Die Welterbestätten auf Mauritius

Im Südwesten vom Indischen Ozean ist der Inselstaat Mauritius zu erreichen. Dabei liegt zugleich eine Entfernung zum Afrikanischen Kontinent mit etwa 1800 Kilometer vor. Dort nimmt Port Luis die Funktion der Hauptstadt war. Zum Inselstaat gehören außerdem die Agalega-Inseln, die Cargados-Carajos-Inseln sowie Rodrigues. Außerdem zählt neben Mauritius die Insel Rodrigues zusammen mit Reunion zu den Maskarenen.

Der Blick auf die Kultur

In den verschiedenen Bereichen spiegelt sich die koloniale Vergangenheit wieder. Spürbar sind die Spuren von Indien, Frankreich und den Kreolen bei verschiedenen kulinarischen Gerichten. Einen Namen hat sich die Insel außerdem durch die Blaue und Rote Mauritius gemacht. Zu ihrem Druck kam es im Jahr 1847. Zum damaligen Zeitpunkt stellte Mauritius das fünfte Land dar, welche mit der Nutzung von Briefmarken begann.

Weitere Details

Um Mauritius sind viele Korallenriffe zu finden, so dass es Schnorchler und Taucher auf die Insel zieht. Außerdem gibt es zwei Stätten, die die UNESCO in die Listen des Welterbes aufnahm:

Aapravasi Ghat – 2006

Bei dieser Welterbe-Stätte handelte es sich um ein Lager, das für Einwanderer aus Indien eingeplant war.
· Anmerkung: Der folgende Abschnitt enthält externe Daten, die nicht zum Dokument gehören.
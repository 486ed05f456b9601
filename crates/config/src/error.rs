//! Config extraction errors.

use crate::VaultConfig;
use figment::{Metadata, Provider, Source, providers::Env};
use std::{collections::HashSet, error::Error, fmt, path::PathBuf};

/// Header printed above every extraction failure.
pub const FAILED_TO_EXTRACT_CONFIG_MSG: &str = "failed to extract vault config:";

/// Represents a failed attempt to extract a [`VaultConfig`] from a `Figment`.
#[derive(Clone, Debug, PartialEq)]
pub struct ExtractConfigError {
    pub(crate) error: figment::Error,
}

impl ExtractConfigError {
    pub fn new(error: figment::Error) -> Self {
        Self { error }
    }

    /// Every rejected setting, once each, in the order figment reported them.
    pub fn errors(&self) -> Vec<SettingError> {
        let env = env_provider_name();
        let mut seen = HashSet::new();
        self.error
            .clone()
            .into_iter()
            .map(|error| SettingError::new(error, &env))
            .filter(|err| seen.insert(err.to_string()))
            .collect()
    }
}

impl fmt::Display for ExtractConfigError {
    fn fmt(&self, f: &mut fmt::Formatter<'_>) -> fmt::Result {
        f.write_str(FAILED_TO_EXTRACT_CONFIG_MSG)?;
        for err in self.errors() {
            write!(f, "\n  {err}")?;
        }
        Ok(())
    }
}

impl Error for ExtractConfigError {
    fn source(&self) -> Option<&(dyn Error + 'static)> {
        Error::source(&self.error)
    }
}

/// Where a rejected value was read from.
#[derive(Clone, Debug, PartialEq, Eq)]
pub enum SettingOrigin {
    /// A config file, usually `vault.toml`.
    File(PathBuf),
    /// A `VAULT_` environment variable.
    Env,
    /// Any other provider, by name.
    Provider(String),
}

/// A single setting the config could not be built from.
#[derive(Clone, Debug, PartialEq)]
pub struct SettingError {
    pub origin: SettingOrigin,
    /// Key path of the setting, e.g. `["networks", "base", "vault"]`. Empty when the whole
    /// source was rejected.
    pub path: Vec<String>,
    pub error: figment::Error,
}

impl SettingError {
    fn new(error: figment::Error, env: &str) -> Self {
        let origin = match &error.metadata {
            Some(Metadata { source: Some(Source::File(path)), .. }) => {
                SettingOrigin::File(path.clone())
            }
            Some(meta) if meta.name == env => SettingOrigin::Env,
            Some(meta) => SettingOrigin::Provider(meta.name.to_string()),
            None => SettingOrigin::Provider("vault config".to_string()),
        };
        Self { origin, path: error.path.clone(), error }
    }

    /// Dotted key as written in `vault.toml`.
    pub fn key(&self) -> String {
        self.path.join(".")
    }

    /// Name of the environment variable that sets this key.
    pub fn env_var(&self) -> String {
        format!("{}{}", VaultConfig::ENV_PREFIX, self.path.join("__").to_ascii_uppercase())
    }
}

impl fmt::Display for SettingError {
    fn fmt(&self, f: &mut fmt::Formatter<'_>) -> fmt::Result {
        match &self.origin {
            SettingOrigin::File(path) => write!(f, "{}: {}", path.display(), self.error.kind)?,
            SettingOrigin::Env => {
                return write!(f, "environment: {} in `{}`", self.error.kind, self.env_var());
            }
            SettingOrigin::Provider(name) => write!(f, "{name}: {}", self.error.kind)?,
        }
        if !self.path.is_empty() {
            write!(f, " for `{}`", self.key())?;
        }
        Ok(())
    }
}

impl Error for SettingError {
    fn source(&self) -> Option<&(dyn Error + 'static)> {
        Error::source(&self.error)
    }
}

/// Metadata name of the env provider built by [`VaultConfig::figment`].
fn env_provider_name() -> String {
    Env::prefixed(VaultConfig::ENV_PREFIX).metadata().name.into_owned()
}
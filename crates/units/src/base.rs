use crate::UnitsError;
use alloy_primitives::U256;
use num_bigint::BigUint;
use num_traits::Zero;
use std::{fmt, str::FromStr};

/// An amount in a token's smallest indivisible unit ("wei" for 18-decimal tokens).
///
/// Backed by an arbitrary-precision integer so that any decimals value up to
/// [`MAX_DECIMALS`](crate::MAX_DECIMALS) can be scaled without overflow. On-chain reads come in
/// as [`U256`] and convert losslessly; the way back is checked.
#[derive(Clone, Debug, Default, PartialEq, Eq, PartialOrd, Ord, Hash)]
pub struct BaseUnits(BigUint);

impl BaseUnits {
    pub fn new(value: BigUint) -> Self {
        Self(value)
    }

    pub fn zero() -> Self {
        Self(BigUint::zero())
    }

    pub fn is_zero(&self) -> bool {
        self.0.is_zero()
    }

    /// Returns the underlying integer.
    pub fn as_biguint(&self) -> &BigUint {
        &self.0
    }

    pub fn into_biguint(self) -> BigUint {
        self.0
    }

    /// Converts into a 256-bit word for contract calls.
    pub fn to_u256(&self) -> Result<U256, UnitsError> {
        U256::try_from_be_slice(&self.0.to_bytes_be())
            .ok_or_else(|| UnitsError::Overflow(self.0.to_string()))
    }

    /// Subtracts `other`, returning `None` when it is larger than `self`.
    pub fn checked_sub(&self, other: &Self) -> Option<Self> {
        (self.0 >= other.0).then(|| Self(&self.0 - &other.0))
    }
}

impl fmt::Display for BaseUnits {
    fn fmt(&self, f: &mut fmt::Formatter<'_>) -> fmt::Result {
        self.0.fmt(f)
    }
}

impl FromStr for BaseUnits {
    type Err = UnitsError;

    /// Parses a plain decimal integer, e.g. a balance returned by an indexer.
    fn from_str(s: &str) -> Result<Self, Self::Err> {
        if s.is_empty() || !s.bytes().all(|b| b.is_ascii_digit()) {
            return Err(UnitsError::invalid(s, "base units must be a non-negative integer"));
        }
        BigUint::parse_bytes(s.as_bytes(), 10)
            .map(Self)
            .ok_or_else(|| UnitsError::invalid(s, "base units must be a non-negative integer"))
    }
}

impl From<BigUint> for BaseUnits {
    fn from(value: BigUint) -> Self {
        Self(value)
    }
}

impl From<U256> for BaseUnits {
    fn from(value: U256) -> Self {
        Self(BigUint::from_bytes_be(&value.to_be_bytes::<32>()))
    }
}

impl From<u64> for BaseUnits {
    fn from(value: u64) -> Self {
        Self(BigUint::from(value))
    }
}

impl From<u128> for BaseUnits {
    fn from(value: u128) -> Self {
        Self(BigUint::from(value))
    }
}

impl TryFrom<&BaseUnits> for U256 {
    type Error = UnitsError;

    fn try_from(value: &BaseUnits) -> Result<Self, Self::Error> {
        value.to_u256()
    }
}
Später galt der Ort für 450.000 Einwohner als Zwischenstation. Auf den Inseln gab es Zuckerrohrplantagen. Dort hatten die Menschen als Schuldknechte Arbeit angenommen. Es war das Jahr 1834, als der erste Kontraktmitarbeiter ankam. Dadurch ist der 2. November auf Mauritius heute ein nationaler Feiertag.